- _Available records_:
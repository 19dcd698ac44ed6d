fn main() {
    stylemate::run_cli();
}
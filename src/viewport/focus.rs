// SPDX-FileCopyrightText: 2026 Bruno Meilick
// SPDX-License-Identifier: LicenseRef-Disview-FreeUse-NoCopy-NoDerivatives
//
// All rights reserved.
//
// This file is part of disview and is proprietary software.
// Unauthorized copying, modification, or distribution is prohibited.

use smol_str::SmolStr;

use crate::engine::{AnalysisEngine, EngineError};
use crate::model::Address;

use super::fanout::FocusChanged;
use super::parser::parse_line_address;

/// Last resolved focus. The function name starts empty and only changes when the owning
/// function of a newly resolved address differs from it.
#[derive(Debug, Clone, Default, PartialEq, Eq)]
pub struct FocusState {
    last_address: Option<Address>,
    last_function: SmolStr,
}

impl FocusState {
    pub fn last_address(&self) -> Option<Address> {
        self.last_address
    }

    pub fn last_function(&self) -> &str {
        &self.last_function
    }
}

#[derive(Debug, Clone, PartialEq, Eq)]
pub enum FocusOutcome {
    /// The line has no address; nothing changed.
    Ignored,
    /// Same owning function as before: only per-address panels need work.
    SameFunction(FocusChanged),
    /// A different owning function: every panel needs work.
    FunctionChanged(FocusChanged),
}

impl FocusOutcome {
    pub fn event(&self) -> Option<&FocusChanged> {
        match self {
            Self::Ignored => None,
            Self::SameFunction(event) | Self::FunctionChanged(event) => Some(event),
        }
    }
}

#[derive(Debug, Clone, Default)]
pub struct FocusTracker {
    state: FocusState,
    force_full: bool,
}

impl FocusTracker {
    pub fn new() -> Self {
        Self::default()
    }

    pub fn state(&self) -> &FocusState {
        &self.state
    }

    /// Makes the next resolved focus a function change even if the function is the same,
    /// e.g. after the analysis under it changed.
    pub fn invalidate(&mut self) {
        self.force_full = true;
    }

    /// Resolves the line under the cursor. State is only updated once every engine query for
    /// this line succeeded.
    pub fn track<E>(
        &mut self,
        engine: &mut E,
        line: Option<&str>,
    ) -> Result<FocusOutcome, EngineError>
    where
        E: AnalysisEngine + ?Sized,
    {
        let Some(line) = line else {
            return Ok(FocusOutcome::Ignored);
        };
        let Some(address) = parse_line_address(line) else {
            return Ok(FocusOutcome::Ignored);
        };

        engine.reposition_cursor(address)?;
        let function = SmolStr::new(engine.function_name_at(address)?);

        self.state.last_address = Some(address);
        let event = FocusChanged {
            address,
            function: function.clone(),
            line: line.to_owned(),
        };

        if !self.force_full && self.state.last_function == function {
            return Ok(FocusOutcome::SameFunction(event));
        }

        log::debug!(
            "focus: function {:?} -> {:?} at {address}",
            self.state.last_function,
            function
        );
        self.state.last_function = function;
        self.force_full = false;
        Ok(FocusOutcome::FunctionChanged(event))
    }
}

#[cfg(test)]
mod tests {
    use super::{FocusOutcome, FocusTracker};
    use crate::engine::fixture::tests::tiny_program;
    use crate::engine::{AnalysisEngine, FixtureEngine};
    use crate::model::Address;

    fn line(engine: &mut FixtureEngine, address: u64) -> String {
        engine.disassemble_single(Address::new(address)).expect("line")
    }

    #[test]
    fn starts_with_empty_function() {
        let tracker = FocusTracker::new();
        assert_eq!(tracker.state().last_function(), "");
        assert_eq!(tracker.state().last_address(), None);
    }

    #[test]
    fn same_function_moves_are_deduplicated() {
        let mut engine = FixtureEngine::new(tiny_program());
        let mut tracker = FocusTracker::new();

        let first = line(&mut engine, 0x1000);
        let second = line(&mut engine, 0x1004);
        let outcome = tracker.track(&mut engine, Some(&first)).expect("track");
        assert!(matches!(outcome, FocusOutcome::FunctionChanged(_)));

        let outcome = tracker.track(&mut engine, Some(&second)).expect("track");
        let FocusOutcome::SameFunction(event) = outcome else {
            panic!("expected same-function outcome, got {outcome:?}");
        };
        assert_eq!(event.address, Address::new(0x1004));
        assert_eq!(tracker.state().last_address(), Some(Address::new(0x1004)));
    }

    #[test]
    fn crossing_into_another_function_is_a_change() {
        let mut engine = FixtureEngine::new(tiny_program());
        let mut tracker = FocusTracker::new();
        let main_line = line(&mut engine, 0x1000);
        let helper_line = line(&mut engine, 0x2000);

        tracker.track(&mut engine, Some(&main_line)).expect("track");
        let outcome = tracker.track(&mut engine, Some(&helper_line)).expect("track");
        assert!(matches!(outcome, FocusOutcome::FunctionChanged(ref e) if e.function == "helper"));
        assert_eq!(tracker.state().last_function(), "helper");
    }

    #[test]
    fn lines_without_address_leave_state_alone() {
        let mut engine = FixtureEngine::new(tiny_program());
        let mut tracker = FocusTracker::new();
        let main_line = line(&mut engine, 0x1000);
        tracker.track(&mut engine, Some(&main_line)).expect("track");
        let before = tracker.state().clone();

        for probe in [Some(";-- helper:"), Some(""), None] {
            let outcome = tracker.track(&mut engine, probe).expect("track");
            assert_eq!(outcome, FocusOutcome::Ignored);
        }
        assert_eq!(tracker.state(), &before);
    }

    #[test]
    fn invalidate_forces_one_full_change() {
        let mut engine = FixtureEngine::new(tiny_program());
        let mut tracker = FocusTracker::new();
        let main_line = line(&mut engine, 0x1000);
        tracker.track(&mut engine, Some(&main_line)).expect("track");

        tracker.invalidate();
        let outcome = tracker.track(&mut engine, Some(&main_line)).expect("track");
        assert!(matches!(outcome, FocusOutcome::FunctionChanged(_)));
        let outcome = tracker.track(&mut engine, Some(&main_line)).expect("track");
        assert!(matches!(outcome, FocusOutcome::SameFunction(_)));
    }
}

- _Description of the task_:
Working from the listing above, pick out every line that has "AnalysisEngine" and copy it.

- _Exercise output_:
use crate::engine::{AnalysisEngine, EngineError};
        E: AnalysisEngine + ?Sized,
    use crate::engine::{AnalysisEngine, FixtureEngine};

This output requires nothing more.